BACKGROUND - Circulating biomarkers have been previously associated with atherosclerosis related risk factors, but the nature of these associations is incompletely understood.

METHODS - We performed multivariable-adjusted regressions and two-sample Mendelian randomization (MR) analyses to assess observational and causal associations of 27 circulating biomarkers with 7 cardiovascular traits in up to 451,933 participants of the UK Biobank.
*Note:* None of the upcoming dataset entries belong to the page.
use chrono::{DateTime, Utc};

use crate::core::error::PlatformError;
use crate::core::types::{Assistant, Content, Medium, Message, Role, RunStatus, Thread};
use crate::providers::openai_client::{
    ContentBlock, CreateAssistantRequest, CreateMessageRequest, CreateThreadAndRunRequest,
    Metadata, MessageObject, ModifyAssistantRequest, ResponseFormatParam, ThreadParams,
};
use crate::providers::translator_contract::ProviderTranslator;

const METADATA_ACTION: &str = "action";
const METADATA_MODEL: &str = "model";
const USER_ROLE: &str = "user";

#[derive(Debug, Default, Clone, Copy)]
pub(crate) struct OpenAiTranslator;

impl ProviderTranslator for OpenAiTranslator {
    type MessagePayload = MessageObject;

    fn decode_status(&self, raw: Option<&str>) -> Option<RunStatus> {
        normalize_status(raw)
    }

    fn decode_message(
        &self,
        payload: &Self::MessagePayload,
        medium: Medium,
    ) -> Result<Message, PlatformError> {
        decode_openai_message(payload, medium)
    }
}

/// Exact match against the vendor run-status tokens. Never fails.
pub fn normalize_status(raw: Option<&str>) -> Option<RunStatus> {
    match raw? {
        "queued" => Some(RunStatus::Queued),
        "in_progress" => Some(RunStatus::InProgress),
        "requires_action" => Some(RunStatus::RequiresAction),
        "cancelling" => Some(RunStatus::Cancelling),
        "cancelled" => Some(RunStatus::Cancelled),
        "failed" => Some(RunStatus::Failed),
        "completed" => Some(RunStatus::Completed),
        "expired" => Some(RunStatus::Expired),
        _ => None,
    }
}

pub fn decode_role(raw: &str) -> Result<Role, PlatformError> {
    match raw {
        "assistant" => Ok(Role::Assistant),
        "system" => Ok(Role::System),
        "user" => Ok(Role::User),
        other => Err(PlatformError::UnsupportedRole {
            role: other.to_string(),
        }),
    }
}

pub fn decode_content(block: &ContentBlock, medium: Medium) -> Result<Content, PlatformError> {
    match block.kind.as_str() {
        "text" => {
            let text = block
                .text
                .as_ref()
                .ok_or_else(|| malformed("text content block without a text body"))?
                .value
                .clone();

            Ok(if medium == Medium::Json {
                Content::Json { text }
            } else {
                Content::Text { text }
            })
        }
        "image" | "image_file" => {
            let image = block
                .image_file
                .as_ref()
                .ok_or_else(|| malformed("image content block without an image_file body"))?;

            Ok(Content::File {
                file_id: image.file_id.clone(),
                medium: Medium::Image,
            })
        }
        other => Err(PlatformError::UnsupportedContentType {
            content_type: other.to_string(),
        }),
    }
}

pub(crate) fn decode_openai_message(
    payload: &MessageObject,
    medium: Medium,
) -> Result<Message, PlatformError> {
    let role = decode_role(&payload.role)?;
    let created_at = DateTime::from_timestamp(payload.created_at, 0).ok_or_else(|| {
        malformed(format!(
            "message {} has an out of range created_at: {}",
            payload.id, payload.created_at
        ))
    })?;

    let content = payload
        .content
        .iter()
        .map(|block| decode_content(block, medium))
        .collect::<Result<Vec<_>, _>>()?;

    Ok(Message::new(payload.id.clone(), created_at, role, content))
}

/// Converts vendor unix seconds. Missing and zero both mean "not reported".
pub fn timestamp(seconds: Option<i64>) -> Option<DateTime<Utc>> {
    seconds
        .filter(|value| *value != 0)
        .and_then(|value| DateTime::from_timestamp(value, 0))
}

pub(crate) fn assistant_metadata(action: &str, model: Option<&str>) -> Metadata {
    let mut metadata = Metadata::new();
    metadata.insert(METADATA_ACTION.to_string(), action.to_string());
    if let Some(model) = model {
        metadata.insert(METADATA_MODEL.to_string(), model.to_string());
    }
    metadata
}

pub(crate) fn encode_create_assistant(
    assistant: &Assistant,
    model: &str,
) -> CreateAssistantRequest {
    let response_format = if assistant.medium == Medium::Json {
        ResponseFormatParam::JsonObject
    } else {
        ResponseFormatParam::Auto
    };

    CreateAssistantRequest {
        name: assistant.name.clone(),
        instructions: assistant.instructions.clone(),
        description: assistant.description.clone(),
        model: model.to_string(),
        response_format,
        metadata: assistant_metadata(assistant.action(), Some(model)),
    }
}

pub(crate) fn encode_modify_assistant(
    assistant: &Assistant,
    model: &str,
) -> ModifyAssistantRequest {
    ModifyAssistantRequest {
        name: assistant.name.clone(),
        instructions: assistant.instructions.clone(),
        description: assistant.description.clone().unwrap_or_default(),
        model: model.to_string(),
        metadata: assistant_metadata(
            assistant.action(),
            assistant.language_model_name.as_deref(),
        ),
    }
}

pub(crate) fn encode_create_and_run(
    assistant_id: &str,
    thread: &Thread,
    additional_instructions: Option<&str>,
) -> CreateThreadAndRunRequest {
    CreateThreadAndRunRequest {
        assistant_id: assistant_id.to_string(),
        additional_instructions: additional_instructions.map(str::to_string),
        thread: ThreadParams {
            metadata: assistant_metadata(thread.action(), None),
        },
    }
}

pub(crate) fn encode_user_message(text: &str) -> CreateMessageRequest {
    CreateMessageRequest {
        role: USER_ROLE.to_string(),
        content: text.to_string(),
    }
}

fn malformed(message: impl Into<String>) -> PlatformError {
    PlatformError::MalformedPayload {
        message: message.into(),
    }
}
RESULTS - After multiple-testing correction (alpha=1.3*10^-4), we found a total of 15, 9, 21, 22, 26, 24 and 26 biomarkers strongly associated with coronary artery disease (CAD), ischemic stroke, atrial fibrillation, type 2 diabetes (T2D), systolic blood pressure (SBP), body mass index (BMI) and waist-to-hip ratio (WHR); respectively. The MR analyses confirmed strong evidence of previously suggested causal associations for several glucose- and lipid-related biomarkers with T2D and CAD. Particularly interesting findings included a protective role of insulin-like growth factor 1 in SBP, and the strong causal association of lipoprotein(a) in CAD development (β, -0.13; per SD change in exposure and outcome and OR, 1.28; P=2.6*10^-4 and P=7.4*10^-35, respectively). In addition, our results indicated a causal role of increased alanine aminotransferase in the development of T2D and hypertension (OR, 1.59 and β,0.06, per SD change in exposure and outcome; P=4.8*10^-11 and P=6.0*10^-5). Our results suggest that it is unlikely that C-reactive protein and vitamin D play causal roles of any meaningful magnitude in development of cardiometabolic disease.

CONCLUSIONS - We confirmed and extended known associations, and reported several novel causal associations providing important insights regarding the etiology of these diseases, which can help accelerate new prevention strategies.